What to produce: Check every line below, and copy those that include "CommandSpec".

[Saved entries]
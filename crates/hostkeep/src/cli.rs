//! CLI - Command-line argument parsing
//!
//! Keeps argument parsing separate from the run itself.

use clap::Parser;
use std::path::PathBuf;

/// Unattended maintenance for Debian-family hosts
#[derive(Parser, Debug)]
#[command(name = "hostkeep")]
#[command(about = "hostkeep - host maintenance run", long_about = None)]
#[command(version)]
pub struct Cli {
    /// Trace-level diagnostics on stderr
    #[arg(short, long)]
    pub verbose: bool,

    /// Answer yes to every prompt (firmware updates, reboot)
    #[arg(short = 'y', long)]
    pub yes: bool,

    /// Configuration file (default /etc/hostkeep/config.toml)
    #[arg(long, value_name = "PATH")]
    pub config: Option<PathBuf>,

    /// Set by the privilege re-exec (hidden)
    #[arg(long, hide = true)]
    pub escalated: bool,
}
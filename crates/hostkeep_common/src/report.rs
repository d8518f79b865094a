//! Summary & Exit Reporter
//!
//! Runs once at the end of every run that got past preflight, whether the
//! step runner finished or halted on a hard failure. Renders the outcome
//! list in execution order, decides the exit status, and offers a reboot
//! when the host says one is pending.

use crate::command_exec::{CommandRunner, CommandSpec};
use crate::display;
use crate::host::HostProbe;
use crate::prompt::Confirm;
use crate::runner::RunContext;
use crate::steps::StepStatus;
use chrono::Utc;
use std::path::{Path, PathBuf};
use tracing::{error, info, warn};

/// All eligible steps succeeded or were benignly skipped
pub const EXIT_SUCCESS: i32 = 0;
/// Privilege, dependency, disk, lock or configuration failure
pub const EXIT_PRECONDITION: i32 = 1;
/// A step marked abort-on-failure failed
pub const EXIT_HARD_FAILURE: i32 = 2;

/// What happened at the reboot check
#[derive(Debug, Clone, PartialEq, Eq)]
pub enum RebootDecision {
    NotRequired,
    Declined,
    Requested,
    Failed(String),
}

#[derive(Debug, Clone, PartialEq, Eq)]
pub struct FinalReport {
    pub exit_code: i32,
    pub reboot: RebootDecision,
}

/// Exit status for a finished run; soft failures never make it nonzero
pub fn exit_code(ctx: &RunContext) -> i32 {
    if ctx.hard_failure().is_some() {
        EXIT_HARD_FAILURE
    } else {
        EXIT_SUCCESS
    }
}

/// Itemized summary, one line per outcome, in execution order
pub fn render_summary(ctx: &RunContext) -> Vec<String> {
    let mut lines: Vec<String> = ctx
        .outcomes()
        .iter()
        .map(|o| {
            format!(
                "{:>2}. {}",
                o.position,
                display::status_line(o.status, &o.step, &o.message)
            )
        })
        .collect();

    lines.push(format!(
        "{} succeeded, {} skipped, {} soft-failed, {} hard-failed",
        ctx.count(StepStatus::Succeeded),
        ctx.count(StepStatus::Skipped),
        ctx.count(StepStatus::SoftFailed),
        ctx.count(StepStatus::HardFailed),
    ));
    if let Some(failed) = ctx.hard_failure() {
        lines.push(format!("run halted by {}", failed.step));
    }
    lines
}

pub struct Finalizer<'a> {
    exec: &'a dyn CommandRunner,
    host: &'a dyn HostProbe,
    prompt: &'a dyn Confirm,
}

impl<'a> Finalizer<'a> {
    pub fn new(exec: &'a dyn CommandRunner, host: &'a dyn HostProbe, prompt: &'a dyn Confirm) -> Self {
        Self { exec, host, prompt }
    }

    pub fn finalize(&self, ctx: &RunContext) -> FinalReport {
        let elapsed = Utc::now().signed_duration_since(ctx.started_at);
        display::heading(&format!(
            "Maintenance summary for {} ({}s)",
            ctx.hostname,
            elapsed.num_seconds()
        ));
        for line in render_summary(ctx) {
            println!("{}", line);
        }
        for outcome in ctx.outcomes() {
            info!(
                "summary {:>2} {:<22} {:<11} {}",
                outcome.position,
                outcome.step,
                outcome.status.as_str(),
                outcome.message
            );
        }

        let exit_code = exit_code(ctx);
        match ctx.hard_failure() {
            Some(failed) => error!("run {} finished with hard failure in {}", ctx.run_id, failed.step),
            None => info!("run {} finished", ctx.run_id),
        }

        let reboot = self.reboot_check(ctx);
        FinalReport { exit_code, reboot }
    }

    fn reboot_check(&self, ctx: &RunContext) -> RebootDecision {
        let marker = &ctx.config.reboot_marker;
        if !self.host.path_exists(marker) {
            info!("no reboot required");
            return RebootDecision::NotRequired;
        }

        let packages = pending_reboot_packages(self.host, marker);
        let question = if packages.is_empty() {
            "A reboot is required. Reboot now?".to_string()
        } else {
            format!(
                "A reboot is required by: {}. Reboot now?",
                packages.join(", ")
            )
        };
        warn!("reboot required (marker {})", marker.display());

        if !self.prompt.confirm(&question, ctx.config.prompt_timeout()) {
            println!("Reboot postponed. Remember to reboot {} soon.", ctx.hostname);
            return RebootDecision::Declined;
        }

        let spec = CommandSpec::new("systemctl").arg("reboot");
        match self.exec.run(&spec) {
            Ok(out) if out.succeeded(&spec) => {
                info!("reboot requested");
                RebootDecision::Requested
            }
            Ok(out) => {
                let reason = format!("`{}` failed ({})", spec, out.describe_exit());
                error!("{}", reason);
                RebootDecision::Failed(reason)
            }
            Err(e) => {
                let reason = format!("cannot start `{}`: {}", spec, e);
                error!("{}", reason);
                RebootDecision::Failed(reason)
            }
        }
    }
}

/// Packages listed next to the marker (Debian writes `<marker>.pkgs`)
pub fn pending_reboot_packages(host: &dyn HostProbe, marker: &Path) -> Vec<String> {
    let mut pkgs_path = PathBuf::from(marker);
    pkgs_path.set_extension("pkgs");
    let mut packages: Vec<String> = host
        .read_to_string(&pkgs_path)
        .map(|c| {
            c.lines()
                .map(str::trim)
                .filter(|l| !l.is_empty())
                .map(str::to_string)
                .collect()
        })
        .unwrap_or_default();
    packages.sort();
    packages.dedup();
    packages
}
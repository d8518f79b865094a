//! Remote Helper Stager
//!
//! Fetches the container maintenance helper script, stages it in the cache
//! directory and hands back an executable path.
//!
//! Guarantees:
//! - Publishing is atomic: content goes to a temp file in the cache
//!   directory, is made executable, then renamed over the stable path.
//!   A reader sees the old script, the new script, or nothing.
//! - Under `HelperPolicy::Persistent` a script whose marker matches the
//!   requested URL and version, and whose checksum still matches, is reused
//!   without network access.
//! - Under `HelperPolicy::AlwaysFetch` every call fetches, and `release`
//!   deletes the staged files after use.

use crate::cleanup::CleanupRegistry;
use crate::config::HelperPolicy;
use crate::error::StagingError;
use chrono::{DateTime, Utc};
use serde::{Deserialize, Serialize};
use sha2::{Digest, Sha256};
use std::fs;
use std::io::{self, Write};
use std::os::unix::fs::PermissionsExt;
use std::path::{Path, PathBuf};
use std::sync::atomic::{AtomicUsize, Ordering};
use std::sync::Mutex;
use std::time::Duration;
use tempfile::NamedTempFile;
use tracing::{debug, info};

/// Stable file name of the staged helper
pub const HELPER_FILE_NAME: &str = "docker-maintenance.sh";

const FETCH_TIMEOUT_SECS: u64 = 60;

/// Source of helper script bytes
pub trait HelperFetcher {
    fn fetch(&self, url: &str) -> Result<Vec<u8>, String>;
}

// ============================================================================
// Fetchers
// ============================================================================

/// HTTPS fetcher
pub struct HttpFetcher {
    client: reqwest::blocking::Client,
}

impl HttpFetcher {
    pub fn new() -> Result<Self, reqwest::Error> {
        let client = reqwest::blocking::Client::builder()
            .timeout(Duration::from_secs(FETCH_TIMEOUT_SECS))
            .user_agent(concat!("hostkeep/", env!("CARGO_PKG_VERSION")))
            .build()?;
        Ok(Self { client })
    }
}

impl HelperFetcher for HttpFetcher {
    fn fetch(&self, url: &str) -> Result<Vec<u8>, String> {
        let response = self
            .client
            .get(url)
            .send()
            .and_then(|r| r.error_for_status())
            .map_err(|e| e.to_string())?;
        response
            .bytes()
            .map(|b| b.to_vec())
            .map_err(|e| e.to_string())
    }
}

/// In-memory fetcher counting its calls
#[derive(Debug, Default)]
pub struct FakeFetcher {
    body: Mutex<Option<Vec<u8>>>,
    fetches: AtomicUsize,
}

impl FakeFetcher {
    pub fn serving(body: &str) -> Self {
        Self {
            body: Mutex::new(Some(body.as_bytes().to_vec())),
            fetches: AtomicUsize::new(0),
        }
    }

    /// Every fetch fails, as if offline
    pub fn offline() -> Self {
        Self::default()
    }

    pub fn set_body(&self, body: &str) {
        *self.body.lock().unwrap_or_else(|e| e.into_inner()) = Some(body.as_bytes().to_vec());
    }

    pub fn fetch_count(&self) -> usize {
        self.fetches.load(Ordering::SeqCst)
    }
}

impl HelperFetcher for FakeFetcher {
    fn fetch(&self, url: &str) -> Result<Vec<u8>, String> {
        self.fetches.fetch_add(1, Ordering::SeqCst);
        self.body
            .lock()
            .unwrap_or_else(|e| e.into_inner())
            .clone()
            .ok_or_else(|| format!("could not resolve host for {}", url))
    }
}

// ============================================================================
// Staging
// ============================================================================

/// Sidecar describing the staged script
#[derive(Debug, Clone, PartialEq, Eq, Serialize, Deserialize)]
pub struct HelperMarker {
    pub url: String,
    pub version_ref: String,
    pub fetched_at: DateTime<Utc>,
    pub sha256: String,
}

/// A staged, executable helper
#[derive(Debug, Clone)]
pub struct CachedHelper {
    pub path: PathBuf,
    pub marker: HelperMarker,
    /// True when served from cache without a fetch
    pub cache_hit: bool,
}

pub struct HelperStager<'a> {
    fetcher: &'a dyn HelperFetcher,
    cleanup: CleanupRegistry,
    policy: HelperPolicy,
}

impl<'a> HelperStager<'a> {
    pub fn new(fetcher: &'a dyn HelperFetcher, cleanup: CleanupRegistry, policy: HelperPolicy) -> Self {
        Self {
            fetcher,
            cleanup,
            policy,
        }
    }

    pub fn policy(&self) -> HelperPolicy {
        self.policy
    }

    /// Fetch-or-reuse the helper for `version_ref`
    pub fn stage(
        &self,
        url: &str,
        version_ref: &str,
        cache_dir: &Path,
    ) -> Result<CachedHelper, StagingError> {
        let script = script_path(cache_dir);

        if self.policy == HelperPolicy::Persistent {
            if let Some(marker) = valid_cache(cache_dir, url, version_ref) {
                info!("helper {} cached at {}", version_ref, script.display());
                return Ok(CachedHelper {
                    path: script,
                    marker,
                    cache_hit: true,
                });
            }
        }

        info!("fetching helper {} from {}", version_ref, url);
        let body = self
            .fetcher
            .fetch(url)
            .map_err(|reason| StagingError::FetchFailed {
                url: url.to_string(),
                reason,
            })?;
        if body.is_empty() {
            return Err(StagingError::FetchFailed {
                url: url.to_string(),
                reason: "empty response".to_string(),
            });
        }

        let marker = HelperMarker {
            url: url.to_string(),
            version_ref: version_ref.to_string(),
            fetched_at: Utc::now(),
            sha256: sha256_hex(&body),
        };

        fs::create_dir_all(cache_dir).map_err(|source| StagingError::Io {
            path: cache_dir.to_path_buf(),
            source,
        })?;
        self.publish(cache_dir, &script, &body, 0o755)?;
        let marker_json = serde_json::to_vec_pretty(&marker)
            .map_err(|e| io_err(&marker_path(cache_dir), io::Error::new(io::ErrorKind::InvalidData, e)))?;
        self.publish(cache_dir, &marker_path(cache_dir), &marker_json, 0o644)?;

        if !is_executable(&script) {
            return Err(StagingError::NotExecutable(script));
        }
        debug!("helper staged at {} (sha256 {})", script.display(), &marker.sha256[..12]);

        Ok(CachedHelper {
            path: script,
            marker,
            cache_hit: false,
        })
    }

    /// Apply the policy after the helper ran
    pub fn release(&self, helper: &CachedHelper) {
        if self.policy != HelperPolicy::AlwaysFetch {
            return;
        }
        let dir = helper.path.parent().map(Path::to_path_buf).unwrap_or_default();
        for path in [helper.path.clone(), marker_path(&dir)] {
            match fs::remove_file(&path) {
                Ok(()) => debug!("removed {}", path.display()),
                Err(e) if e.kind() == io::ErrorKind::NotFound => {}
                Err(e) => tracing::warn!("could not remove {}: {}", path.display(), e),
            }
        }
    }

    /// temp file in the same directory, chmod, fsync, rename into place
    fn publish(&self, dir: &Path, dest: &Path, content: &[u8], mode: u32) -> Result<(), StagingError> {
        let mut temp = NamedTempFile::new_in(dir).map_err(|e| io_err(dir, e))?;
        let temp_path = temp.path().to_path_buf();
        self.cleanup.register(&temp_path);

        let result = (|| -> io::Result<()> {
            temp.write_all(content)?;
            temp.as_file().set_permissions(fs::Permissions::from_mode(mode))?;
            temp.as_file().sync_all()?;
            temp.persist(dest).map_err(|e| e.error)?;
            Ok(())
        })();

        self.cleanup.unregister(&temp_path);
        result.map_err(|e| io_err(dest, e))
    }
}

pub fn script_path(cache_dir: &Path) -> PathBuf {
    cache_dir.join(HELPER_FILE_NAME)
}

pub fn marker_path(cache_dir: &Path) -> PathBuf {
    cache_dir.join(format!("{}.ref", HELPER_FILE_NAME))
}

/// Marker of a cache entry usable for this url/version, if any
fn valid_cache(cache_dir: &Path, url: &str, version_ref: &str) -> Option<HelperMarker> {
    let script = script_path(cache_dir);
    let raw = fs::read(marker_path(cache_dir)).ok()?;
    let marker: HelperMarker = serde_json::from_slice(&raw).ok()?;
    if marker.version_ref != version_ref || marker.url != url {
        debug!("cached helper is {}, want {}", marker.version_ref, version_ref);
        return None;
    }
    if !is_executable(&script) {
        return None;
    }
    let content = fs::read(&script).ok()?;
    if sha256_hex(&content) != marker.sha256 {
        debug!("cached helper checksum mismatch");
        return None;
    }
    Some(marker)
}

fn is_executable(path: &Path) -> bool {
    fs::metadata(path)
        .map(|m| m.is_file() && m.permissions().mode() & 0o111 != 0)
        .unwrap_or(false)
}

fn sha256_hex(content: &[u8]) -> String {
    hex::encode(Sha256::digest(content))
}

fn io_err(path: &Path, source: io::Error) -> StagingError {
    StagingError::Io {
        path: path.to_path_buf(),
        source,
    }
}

Expected output:
use crate::command_exec::{CommandRunner, CommandSpec};
        let spec = CommandSpec::new("systemctl").arg("reboot");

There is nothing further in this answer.